Larbi Bouguerra, Paris, juin 2007
Dans les camps de réfugiés au Soudan, les tensions montent autour de l’eau.
Au Darfour, la guerre et les sécheresses les plus sévères depuis 50 ans mettent au supplice les populations et les réfugiés des camps, déplacés par les hostilités. L’eau est au cœur du problème du Darfour… ainsi que le pétrole.
Réf. : 1- Katharine Houreld, « In Sudan’s refugee camps, tensions rise over water », The Christian Science Monitor, 15 mars 2005., 2- Fred Pearce, « When the rivers run dry. Water- The defining crisis of the twenty- first century », Beacon Press, Boston, 2006.
A Kalma – le plus grand camp de réfugiés des déplacés du Darfour, au Soudan occidental - des batailles font rage autour de quelques maigres provisions d’eau. Les blessés sont nombreux et la région vit sa plus terrible sécheresse depuis un demi–siècle.
Les humanitaires disent que les gens, en dépit de louables efforts - les camions–citernes font des rondes vingt quatre heures sur vingt quatre - n’obtiennent que six litres et demi par jour alors qu’il en faudrait dix.
Les hostilités au Darfour ont commencé en février 2003 et ont jeté dans les camps des milliers de personnes. 1,85 million d’autres ont du fuir leurs villages, abandonnant tout bien et tout bétail. Les gens des tribus africaines se sont en fait soulevés contre le pouvoir central à Khartoum à cause du manque de développement de la région ; le gouvernement a armé des milices qui ont attaqué les tribus. L’Union Africaine a envoyé deux mille soldats pour protéger la population mais l’ONU voudrait porter ce chiffre à dix mille.
A l’intérieur du camp, six cheïkhs (seniors) respectés, armés de gros bâtons, veillent sur la pompe qu’entoure une nuée de femmes. Ils sont là pour éviter les querelles qui dégénèrent en batailles car disent-ils avec sagesse : « Des petits problèmes naissent les gros ». Leur frayeur est que ces querelles allument des conflits ethniques. Les Fur et les Zaghawa sont les plus grosses ethnies mais il y a de nombreuses autres minorités au camp.
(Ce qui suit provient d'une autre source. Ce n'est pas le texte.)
//! Validated undirected graph construction.
//!
//! # Overview
//!
//! [`UndirectedGraph::new`] takes a vertex list and an edge list, checks the
//! input contract and builds an immutable graph. Validation order:
//!
//! 1. duplicate vertex identifiers,
//! 2. edge endpoints that are not vertices,
//! 3. self-loops,
//! 4. duplicate edges (an edge and its reverse are the same edge).
//!
//! The first violation aborts construction; no partial graph is returned.
//!
//! ## Index Space
//!
//! Vertex identifiers are arbitrary `i64` values. They are translated to a
//! dense `0..n` index space in input order, so index `i` is the `i`-th entry
//! of the vertex list. Traversal code works on indices only.
//!
//! ## Adjacency
//!
//! The graph is stored three ways:
//!
//! - a `petgraph` [`UnGraph`] whose node indices match the dense indices,
//! - one [`FixedBitSet`] row per vertex (the symmetric adjacency relation),
//! - neighbour lists sorted by ascending vertex identifier, which fixes the
//!   order in which searches discover paths.
//!
//! ## Fingerprint
//!
//! [`UndirectedGraph::fingerprint`] is a BLAKE3 hash of the sorted vertex
//! and edge sets. Two inputs that list the same graph in a different order
//! share a fingerprint.

#![allow(clippy::module_name_repetitions)]

use std::collections::{BTreeSet, HashMap};

use fixedbitset::FixedBitSet;
use petgraph::graph::{NodeIndex, UnGraph};
use tracing::{debug, instrument};

use crate::error::{GraphError, Result};

/// Vertex identifier as supplied by the caller.
pub type VertexId = i64;

// ---------------------------------------------------------------------------
// UndirectedGraph
// ---------------------------------------------------------------------------

/// An immutable, validated, undirected and unweighted graph.
///
/// Invariants:
/// - vertex identifiers are unique;
/// - adjacency is symmetric and has no self-loops;
/// - each unordered pair is an edge at most once.
#[derive(Debug, Clone)]
pub struct UndirectedGraph {
    graph: UnGraph<VertexId, ()>,
    index: HashMap<VertexId, usize>,
    neighbors: Vec<Vec<usize>>,
    adjacency: Vec<FixedBitSet>,
    edges: Vec<(VertexId, VertexId)>,
}

impl UndirectedGraph {
    /// Validate `vertices` and `edges` and build the graph.
    ///
    /// # Errors
    ///
    /// - [`GraphError::DuplicateVertex`] if a vertex identifier repeats.
    /// - [`GraphError::UnknownEndpoint`] if an edge endpoint is not a vertex.
    /// - [`GraphError::SelfLoop`] if an edge joins a vertex to itself.
    /// - [`GraphError::DuplicateEdge`] if an unordered pair repeats.
    #[instrument(skip_all, fields(vertices = vertices.len(), edges = edges.len()))]
    pub fn new(vertices: &[VertexId], edges: &[(VertexId, VertexId)]) -> Result<Self> {
        let index = index_vertices(vertices)?;
        let normalized = normalize_edges(&index, edges)?;

        let n = vertices.len();
        let mut graph = UnGraph::<VertexId, ()>::with_capacity(n, normalized.len());
        for &id in vertices {
            graph.add_node(id);
        }

        let mut adjacency = vec![FixedBitSet::with_capacity(n); n];
        let mut neighbors: Vec<Vec<usize>> = vec![Vec::new(); n];

        for &(a, b) in &normalized {
            let ia = index[&a];
            let ib = index[&b];
            graph.add_edge(NodeIndex::new(ia), NodeIndex::new(ib), ());
            adjacency[ia].insert(ib);
            adjacency[ib].insert(ia);
            neighbors[ia].push(ib);
            neighbors[ib].push(ia);
        }

        for list in &mut neighbors {
            list.sort_unstable_by_key(|&i| vertices[i]);
        }

        debug!(
            vertex_count = n,
            edge_count = normalized.len(),
            "graph constructed"
        );

        Ok(Self {
            graph,
            index,
            neighbors,
            adjacency,
            edges: normalized,
        })
    }

    /// Number of vertices.
    #[must_use]
    pub fn vertex_count(&self) -> usize {
        self.graph.node_count()
    }

    /// Number of (undirected) edges.
    #[must_use]
    pub fn edge_count(&self) -> usize {
        self.graph.edge_count()
    }

    /// Returns `true` if the graph has no vertices.
    #[must_use]
    pub fn is_empty(&self) -> bool {
        self.vertex_count() == 0
    }

    /// Vertex identifiers in input order.
    pub fn vertices(&self) -> impl ExactSizeIterator<Item = VertexId> + '_ {
        self.graph.raw_nodes().iter().map(|node| node.weight)
    }

    /// Edges as `(min, max)` pairs, sorted.
    #[must_use]
    pub fn edges(&self) -> &[(VertexId, VertexId)] {
        &self.edges
    }

    /// Returns `true` if `id` is a vertex of the graph.
    #[must_use]
    pub fn contains(&self, id: VertexId) -> bool {
        self.index.contains_key(&id)
    }

    /// Dense index of `id`, if it is a vertex.
    #[must_use]
    pub fn index_of(&self, id: VertexId) -> Option<usize> {
        self.index.get(&id).copied()
    }

    /// Vertex identifier at dense index `idx`.
    ///
    /// # Panics
    ///
    /// Panics if `idx >= vertex_count()`.
    #[must_use]
    pub fn vertex_at(&self, idx: usize) -> VertexId {
        self.graph[NodeIndex::new(idx)]
    }

    /// Neighbours of `id` in ascending identifier order, or `None` if `id`
    /// is not a vertex.
    #[must_use]
    pub fn neighbors(&self, id: VertexId) -> Option<Vec<VertexId>> {
        let idx = self.index_of(id)?;
        Some(
            self.neighbors[idx]
                .iter()
                .map(|&i| self.vertex_at(i))
                .collect(),
        )
    }

    /// Number of neighbours of `id`, or `None` if `id` is not a vertex.
    #[must_use]
    pub fn degree(&self, id: VertexId) -> Option<usize> {
        self.index_of(id).map(|idx| self.neighbors[idx].len())
    }

    /// Returns `true` if `{a, b}` is an edge. Unknown vertices are never adjacent.
    #[must_use]
    pub fn are_adjacent(&self, a: VertexId, b: VertexId) -> bool {
        match (self.index_of(a), self.index_of(b)) {
            (Some(ia), Some(ib)) => self.adjacency[ia].contains(ib),
            _ => false,
        }
    }

    /// BLAKE3 content hash of the sorted vertex and edge sets.
    #[must_use]
    pub fn fingerprint(&self) -> String {
        let mut vertices: Vec<VertexId> = self.vertices().collect();
        vertices.sort_unstable();

        let mut hasher = blake3::Hasher::new();
        hasher.update(b"v");
        for v in vertices {
            hasher.update(&v.to_le_bytes());
        }
        hasher.update(b"e");
        for (a, b) in &self.edges {
            hasher.update(&a.to_le_bytes());
            hasher.update(&b.to_le_bytes());
        }
        format!("blake3:{}", hasher.finalize().to_hex())
    }

    /// The underlying `petgraph` graph. Node index `i` holds the vertex at
    /// dense index `i`.
    #[must_use]
    pub const fn as_petgraph(&self) -> &UnGraph<VertexId, ()> {
        &self.graph
    }

    /// Dense index of `id`, or [`GraphError::UnknownVertex`].
    pub(crate) fn require_index(&self, id: VertexId) -> Result<usize> {
        self.index_of(id).ok_or(GraphError::UnknownVertex(id))
    }

    /// Neighbour indices of `idx`, sorted by ascending vertex identifier.
    pub(crate) fn neighbor_indices(&self, idx: usize) -> &[usize] {
        &self.neighbors[idx]
    }
}

// ---------------------------------------------------------------------------
// Internal helpers
// ---------------------------------------------------------------------------

/// Map each identifier to its position, rejecting duplicates.
fn index_vertices(vertices: &[VertexId]) -> Result<HashMap<VertexId, usize>> {
    let mut index = HashMap::with_capacity(vertices.len());
    let mut duplicates = BTreeSet::new();

    for (i, &id) in vertices.iter().enumerate() {
        if index.insert(id, i).is_some() {
            duplicates.insert(id);
        }
    }

    if duplicates.is_empty() {
        Ok(index)
    } else {
        Err(GraphError::DuplicateVertex {
            duplicates: duplicates.into_iter().collect(),
        })
    }
}

/// Normalize edges to sorted `(min, max)` pairs, rejecting unknown
/// endpoints, self-loops and duplicate pairs.
fn normalize_edges(
    index: &HashMap<VertexId, usize>,
    edges: &[(VertexId, VertexId)],
) -> Result<Vec<(VertexId, VertexId)>> {
    if let Some(&(a, b)) = edges
        .iter()
        .find(|(a, b)| !index.contains_key(a) || !index.contains_key(b))
    {
        return Err(GraphError::UnknownEndpoint { a, b });
    }

    if let Some(&(vertex, _)) = edges.iter().find(|(a, b)| a == b) {
        return Err(GraphError::SelfLoop { vertex });
    }

    let mut normalized: Vec<(VertexId, VertexId)> =
        edges.iter().map(|&(a, b)| (a.min(b), a.max(b))).collect();
    normalized.sort_unstable();

    let duplicates: BTreeSet<(VertexId, VertexId)> = normalized
        .windows(2)
        .filter(|w| w[0] == w[1])
        .map(|w| w[0])
        .collect();

    if !duplicates.is_empty() {
        return Err(GraphError::DuplicateEdge {
            duplicates: duplicates.into_iter().collect(),
        });
    }

    Ok(normalized)
}

// ---------------------------------------------------------------------------
// Tests
// ---------------------------------------------------------------------------

#[cfg(test)]
mod tests {
    use super::*;

    fn sample() -> UndirectedGraph {
        UndirectedGraph::new(
            &[1, 2, 3, 4, 5, 6],
            &[
                (1, 2),
                (1, 5),
                (2, 3),
                (2, 5),
                (3, 4),
                (3, 6),
                (4, 5),
                (4, 6),
            ],
        )
        .expect("valid graph")
    }

    #[test]
    fn builds_symmetric_adjacency() {
        let g = sample();
        assert_eq!(g.vertex_count(), 6);
        assert_eq!(g.edge_count(), 8);
        for &(a, b) in g.edges() {
            assert!(g.are_adjacent(a, b));
            assert!(g.are_adjacent(b, a));
        }
        assert!(!g.are_adjacent(1, 6));
        assert!(!g.are_adjacent(1, 1));
    }

    #[test]
    fn neighbors_sorted_by_identifier() {
        let g = UndirectedGraph::new(&[9, 3, 7, 1], &[(9, 7), (9, 1), (3, 9)]).expect("valid");
        assert_eq!(g.neighbors(9), Some(vec![1, 3, 7]));
        assert_eq!(g.degree(9), Some(3));
        assert_eq!(g.neighbors(42), None);
    }

    #[test]
    fn sparse_identifiers_use_dense_indices() {
        let g = UndirectedGraph::new(&[1000, -5, 42], &[(1000, -5)]).expect("valid");
        assert_eq!(g.index_of(1000), Some(0));
        assert_eq!(g.index_of(-5), Some(1));
        assert_eq!(g.index_of(42), Some(2));
        assert_eq!(g.vertex_at(2), 42);
        assert_eq!(g.vertices().collect::<Vec<_>>(), vec![1000, -5, 42]);
    }

    #[test]
    fn edges_are_normalized_and_sorted() {
        let g = UndirectedGraph::new(&[1, 2, 3], &[(3, 2), (2, 1)]).expect("valid");
        assert_eq!(g.edges(), &[(1, 2), (2, 3)]);
    }

    #[test]
    fn duplicate_vertices_rejected() {
        let err = UndirectedGraph::new(&[1, 1, 2], &[]).expect_err("duplicate");
        assert_eq!(
            err,
            GraphError::DuplicateVertex {
                duplicates: vec![1]
            }
        );
    }

    #[test]
    fn unknown_endpoint_rejected() {
        let err = UndirectedGraph::new(&[1, 2], &[(1, 3)]).expect_err("unknown endpoint");
        assert_eq!(err, GraphError::UnknownEndpoint { a: 1, b: 3 });
    }

    #[test]
    fn reversed_duplicate_edge_rejected() {
        let err = UndirectedGraph::new(&[1, 2], &[(1, 2), (2, 1)]).expect_err("duplicate edge");
        assert_eq!(
            err,
            GraphError::DuplicateEdge {
                duplicates: vec![(1, 2)]
            }
        );
    }

    #[test]
    fn self_loop_rejected() {
        let err = UndirectedGraph::new(&[1, 2], &[(2, 2)]).expect_err("self-loop");
        assert_eq!(err, GraphError::SelfLoop { vertex: 2 });
    }

    #[test]
    fn duplicate_vertices_reported_before_bad_edges() {
        let err = UndirectedGraph::new(&[1, 1], &[(1, 9)]).expect_err("invalid");
        assert!(matches!(err, GraphError::DuplicateVertex { .. }));
    }

    #[test]
    fn empty_graph_is_valid() {
        let g = UndirectedGraph::new(&[], &[]).expect("valid");
        assert!(g.is_empty());
        assert_eq!(g.edge_count(), 0);
    }

    #[test]
    fn fingerprint_ignores_input_order() {
        let a = UndirectedGraph::new(&[1, 2, 3], &[(1, 2), (2, 3)]).expect("valid");
        let b = UndirectedGraph::new(&[3, 1, 2], &[(3, 2), (2, 1)]).expect("valid");
        let c = UndirectedGraph::new(&[1, 2, 3], &[(1, 2), (1, 3)]).expect("valid");
        assert_eq!(a.fingerprint(), b.fingerprint());
        assert_ne!(a.fingerprint(), c.fingerprint());
        assert!(a.fingerprint().starts_with("blake3:"));
    }
}
//! Output layer shared by every subcommand: pretty for humans, plain text
//! for pipes and scripts, or stable JSON.
//!
//! # Output mode resolution
//!
//! Precedence (highest wins):
//! 1. `--format` / hidden `--json` flag
//! 2. `FORMAT` env var → `"pretty"` | `"text"` | `"json"`
//! 3. Default: [`OutputMode::Pretty`] if stdout is a TTY; [`OutputMode::Text`] if piped.

use std::io::{self, IsTerminal, Write};

use between_core::GraphError;
use clap::ValueEnum;
use serde::Serialize;

/// Shared width for pretty separators.
pub const PRETTY_RULE_WIDTH: usize = 60;

pub fn pretty_rule(w: &mut dyn Write) -> io::Result<()> {
    writeln!(w, "{:-<width$}", "", width = PRETTY_RULE_WIDTH)
}

/// Write a section heading followed by a separator.
pub fn pretty_section(w: &mut dyn Write, heading: &str) -> io::Result<()> {
    writeln!(w, "{heading}")?;
    pretty_rule(w)
}

/// Render a left-aligned key/value line.
pub fn pretty_kv(w: &mut dyn Write, key: &str, value: impl AsRef<str>) -> io::Result<()> {
    writeln!(w, "{:<14} {}", format!("{key}:"), value.as_ref())
}

#[derive(Debug, Clone, Copy, PartialEq, Eq, ValueEnum)]
pub enum OutputMode {
    /// Human-oriented output with headings and aligned columns.
    Pretty,
    /// Plain whitespace-separated values.
    Text,
    /// Machine-readable JSON.
    Json,
}

/// Core resolution logic, separated from I/O for testability.
fn resolve_output_mode_inner(
    format_flag: Option<OutputMode>,
    json_flag: bool,
    format_env: Option<&str>,
    is_tty: bool,
) -> OutputMode {
    if let Some(mode) = format_flag {
        return mode;
    }

    if json_flag {
        return OutputMode::Json;
    }

    if let Some(val) = format_env {
        match val.to_lowercase().as_str() {
            "json" => return OutputMode::Json,
            "text" => return OutputMode::Text,
            "pretty" => return OutputMode::Pretty,
            _ => {} // unknown value, fall through to TTY detection
        }
    }

    if is_tty {
        OutputMode::Pretty
    } else {
        OutputMode::Text
    }
}

/// Resolve the output mode from flags, environment, and TTY detection.
pub fn resolve_output_mode(format_flag: Option<OutputMode>, json_flag: bool) -> OutputMode {
    let env_val = std::env::var("FORMAT").ok();
    let is_tty = io::stdout().is_terminal();
    resolve_output_mode_inner(format_flag, json_flag, env_val.as_deref(), is_tty)
}

/// Render `value` to stdout: JSON via serde, otherwise through the text or
/// pretty closure.
pub fn render<T: Serialize>(
    mode: OutputMode,
    value: &T,
    text_fn: impl FnOnce(&T, &mut dyn Write) -> io::Result<()>,
    pretty_fn: impl FnOnce(&T, &mut dyn Write) -> io::Result<()>,
) -> anyhow::Result<()> {
    let stdout = io::stdout();
    let mut out = stdout.lock();
    render_to(&mut out, mode, value, text_fn, pretty_fn)
}

fn render_to<T: Serialize>(
    out: &mut dyn Write,
    mode: OutputMode,
    value: &T,
    text_fn: impl FnOnce(&T, &mut dyn Write) -> io::Result<()>,
    pretty_fn: impl FnOnce(&T, &mut dyn Write) -> io::Result<()>,
) -> anyhow::Result<()> {
    match mode {
        OutputMode::Json => {
            serde_json::to_writer_pretty(&mut *out, value)?;
            writeln!(out)?;
        }
        OutputMode::Text => text_fn(value, out)?,
        OutputMode::Pretty => pretty_fn(value, out)?,
    }
    Ok(())
}

/// A structured error with optional hint and stable code.
#[derive(Debug, Serialize)]
pub struct CliError {
    pub message: String,
    #[serde(skip_serializing_if = "Option::is_none")]
    pub hint: Option<String>,
    /// Stable `E####` code for library errors.
    #[serde(skip_serializing_if = "Option::is_none")]
    pub code: Option<String>,
}

impl CliError {
    pub fn new(message: impl Into<String>) -> Self {
        Self {
            message: message.into(),
            hint: None,
            code: None,
        }
    }

    /// Build from an `anyhow` error, lifting the code and hint out of a
    /// [`GraphError`] anywhere in the chain.
    pub fn from_anyhow(err: &anyhow::Error) -> Self {
        let message = format!("{err:#}");
        match err.chain().find_map(|cause| cause.downcast_ref::<GraphError>()) {
            Some(graph_err) => {
                let code = graph_err.code();
                Self {
                    message,
                    hint: code.hint().map(str::to_string),
                    code: Some(code.code().to_string()),
                }
            }
            None => Self::new(message),
        }
    }
}

impl From<&GraphError> for CliError {
    fn from(err: &GraphError) -> Self {
        let code = err.code();
        Self {
            message: err.to_string(),
            hint: code.hint().map(str::to_string),
            code: Some(code.code().to_string()),
        }
    }
}

/// Render an error to stderr in the requested format.
pub fn render_error(mode: OutputMode, error: &CliError) -> anyhow::Result<()> {
    let stderr = io::stderr();
    let mut out = stderr.lock();
    render_error_to(&mut out, mode, error)
}

fn render_error_to(out: &mut dyn Write, mode: OutputMode, error: &CliError) -> anyhow::Result<()> {
    match mode {
        OutputMode::Json => {
            let wrapper = serde_json::json!({ "error": error });
            serde_json::to_writer_pretty(&mut *out, &wrapper)?;
            writeln!(out)?;
        }
        OutputMode::Pretty | OutputMode::Text => {
            match &error.code {
                Some(code) => writeln!(out, "error[{code}]: {}", error.message)?,
                None => writeln!(out, "error: {}", error.message)?,
            }
            if let Some(hint) = &error.hint {
                writeln!(out, "  hint: {hint}")?;
            }
        }
    }
    Ok(())
}
#![forbid(unsafe_code)]

mod cmd;
mod loader;
mod output;
mod timing;

use std::env;
use std::path::PathBuf;

use anyhow::Context;
use between_core::AnalysisConfig;
use between_core::config::resolve_config;
use clap::{Parser, Subcommand};
use cmd::{DisconnectedArg, MethodArg, RunContext};
use output::{CliError, OutputMode, render_error, resolve_output_mode};
use tracing::{debug, info};
use tracing_subscriber::{EnvFilter, fmt, prelude::*};

#[derive(Parser, Debug)]
#[command(
    author,
    version,
    about = "between: shortest paths and betweenness centrality for undirected graphs",
    long_about = None
)]
struct Cli {
    /// Enable debug logging for between crates.
    #[arg(short, long, global = true)]
    verbose: bool,

    /// Emit a per-stage timing report to stderr.
    #[arg(long, global = true)]
    timing: bool,

    /// Output format (default: pretty on a terminal, text when piped).
    #[arg(long, global = true, value_enum)]
    format: Option<OutputMode>,

    /// Alias for `--format json`.
    #[arg(long, global = true, hide = true)]
    json: bool,

    /// Config file (default: ./between.toml when present).
    #[arg(long, global = true, value_name = "PATH")]
    config: Option<PathBuf>,

    /// Scoring algorithm.
    #[arg(long, global = true, value_enum)]
    method: Option<MethodArg>,

    /// How centrality treats vertex pairs with no connecting path.
    #[arg(long, global = true, value_enum)]
    disconnected: Option<DisconnectedArg>,

    /// Scores within EPS of the maximum tie with it (0 = exact).
    #[arg(long, global = true, value_name = "EPS")]
    tie_tolerance: Option<f64>,

    /// Worker threads (default: one per core).
    #[arg(long, global = true, value_name = "N")]
    threads: Option<usize>,

    /// Run on the calling thread only.
    #[arg(long, global = true)]
    sequential: bool,

    /// Abort path enumeration and scoring after MS milliseconds.
    #[arg(long, global = true, value_name = "MS")]
    deadline_ms: Option<u64>,

    #[command(subcommand)]
    command: Commands,
}

impl Cli {
    fn output_mode(&self) -> OutputMode {
        resolve_output_mode(self.format, self.json)
    }

    /// Apply command-line overrides on top of the resolved config.
    fn apply_overrides(&self, mut config: AnalysisConfig) -> AnalysisConfig {
        if let Some(method) = self.method {
            config.method = method.into();
        }
        if let Some(policy) = self.disconnected {
            config.disconnected = policy.into();
        }
        if let Some(eps) = self.tie_tolerance {
            config.tie_tolerance = eps;
        }
        if let Some(threads) = self.threads {
            config.threads = Some(threads);
        }
        if self.sequential {
            config.parallel = false;
        }
        if let Some(ms) = self.deadline_ms {
            config.deadline_ms = Some(ms);
        }
        config
    }
}

#[derive(Subcommand, Debug)]
enum Commands {
    #[command(
        next_help_heading = "Paths",
        about = "Shortest distance between two vertices",
        long_about = "Print the number of vertices on a shortest path between two vertices, \
                      endpoints included.",
        after_help = "EXAMPLES:\n    # Distance from 1 to 6\n    between distance graph.json 1 6\n\n    # Emit machine-readable output\n    between distance graph.json 1 6 --json"
    )]
    Distance(cmd::distance::DistanceArgs),

    #[command(
        next_help_heading = "Paths",
        about = "Every shortest path between two vertices",
        long_about = "Enumerate all shortest paths between two vertices, one per line.",
        after_help = "EXAMPLES:\n    # All shortest paths from 1 to 6\n    between paths graph.json 1 6\n\n    # Give up after one second\n    between paths big.json 1 900 --deadline-ms 1000"
    )]
    Paths(cmd::paths::PathsArgs),

    #[command(
        next_help_heading = "Centrality",
        about = "Betweenness centrality of one vertex",
        long_about = "Sum, over pairs of other vertices, of the fraction of their shortest \
                      paths that pass through the vertex.",
        after_help = "EXAMPLES:\n    # Raw score\n    between centrality graph.json 2\n\n    # Normalized to [0, 1]\n    between centrality graph.json 2 --normalized"
    )]
    Centrality(cmd::centrality::CentralityArgs),

    #[command(
        next_help_heading = "Centrality",
        about = "Vertices with maximum betweenness",
        after_help = "EXAMPLES:\n    # Exact ties\n    between top graph.json\n\n    # Treat near-equal scores as ties\n    between top graph.json --tie-tolerance 1e-9"
    )]
    Top(cmd::top::TopArgs),

    #[command(
        next_help_heading = "Centrality",
        about = "Betweenness of every vertex",
        after_help = "EXAMPLES:\n    # Ten highest scores via Brandes\n    between scores graph.json --method brandes --sort --limit 10"
    )]
    Scores(cmd::scores::ScoresArgs),

    #[command(
        next_help_heading = "Graph",
        about = "Structural summary of a graph file",
        after_help = "EXAMPLES:\n    between stats graph.toml --json"
    )]
    Stats(cmd::stats::StatsArgs),
}

fn init_tracing(verbose: bool) {
    let filter = EnvFilter::try_from_env("BETWEEN_LOG").unwrap_or_else(|_| {
        EnvFilter::new(if verbose || env::var("DEBUG").is_ok() {
            "between=debug,info"
        } else {
            "between=info,warn"
        })
    });

    let format = env::var("BETWEEN_LOG_FORMAT").unwrap_or_else(|_| "compact".to_string());

    let registry = tracing_subscriber::registry().with(filter);

    match format.as_str() {
        "json" => {
            registry
                .with(fmt::layer().json().with_ansi(false).with_writer(std::io::stderr))
                .init();
        }
        _ => {
            registry
                .with(fmt::layer().compact().with_writer(std::io::stderr))
                .init();
        }
    }
}

fn run(cli: &Cli, ctx: &RunContext) -> anyhow::Result<()> {
    match &cli.command {
        Commands::Distance(args) => {
            timing::timed("cmd.distance", || cmd::distance::run_distance(args, ctx))
        }
        Commands::Paths(args) => timing::timed("cmd.paths", || cmd::paths::run_paths(args, ctx)),
        Commands::Centrality(args) => timing::timed("cmd.centrality", || {
            cmd::centrality::run_centrality(args, ctx)
        }),
        Commands::Top(args) => timing::timed("cmd.top", || cmd::top::run_top(args, ctx)),
        Commands::Scores(args) => {
            timing::timed("cmd.scores", || cmd::scores::run_scores(args, ctx))
        }
        Commands::Stats(args) => timing::timed("cmd.stats", || cmd::stats::run_stats(args, ctx)),
    }
}

fn main() -> anyhow::Result<()> {
    let cli = Cli::parse();
    init_tracing(cli.verbose);

    let timing_enabled = cli.timing || timing::enabled_from_env();
    timing::set_enabled(timing_enabled);

    let output = cli.output_mode();

    let command_result = env::current_dir()
        .context("Failed to determine working directory")
        .and_then(|cwd| resolve_config(&cwd, cli.config.as_deref()))
        .map(|config| cli.apply_overrides(config))
        .and_then(|config| {
            debug!(?config, "resolved analysis config");
            if cli.verbose {
                info!(method = ?config.method, disconnected = ?config.disconnected, "analysis settings");
            }
            run(&cli, &RunContext { output, config })
        });

    if timing_enabled {
        let report = timing::collect_report();
        if output == OutputMode::Json {
            eprintln!("{}", serde_json::to_string_pretty(&report.to_json())?);
        } else if report.is_empty() {
            eprintln!("timing report: no stages recorded");
        } else {
            eprint!("{}", report.display_table());
        }
    }

    if let Err(err) = command_result {
        render_error(output, &CliError::from_anyhow(&err))?;
        std::process::exit(1);
    }
    Ok(())
}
Dans les bourgs et les villes comme Kass, où il y a de nombreux petits camps de réfugiés, de fortes tensions existent entre les nouveaux arrivants et ceux installés là depuis quelques mois et qui considèrent que les ressources en eau leur appartiennent.
A Kalma, les femmes sont recouvertes de poussière et attendent impatiemment sous un soleil brûlant. Point d’ombre pour se protéger, les arbres ayant été utilisés depuis belle lurette, comme combustible et pour confectionner des abris de fortune.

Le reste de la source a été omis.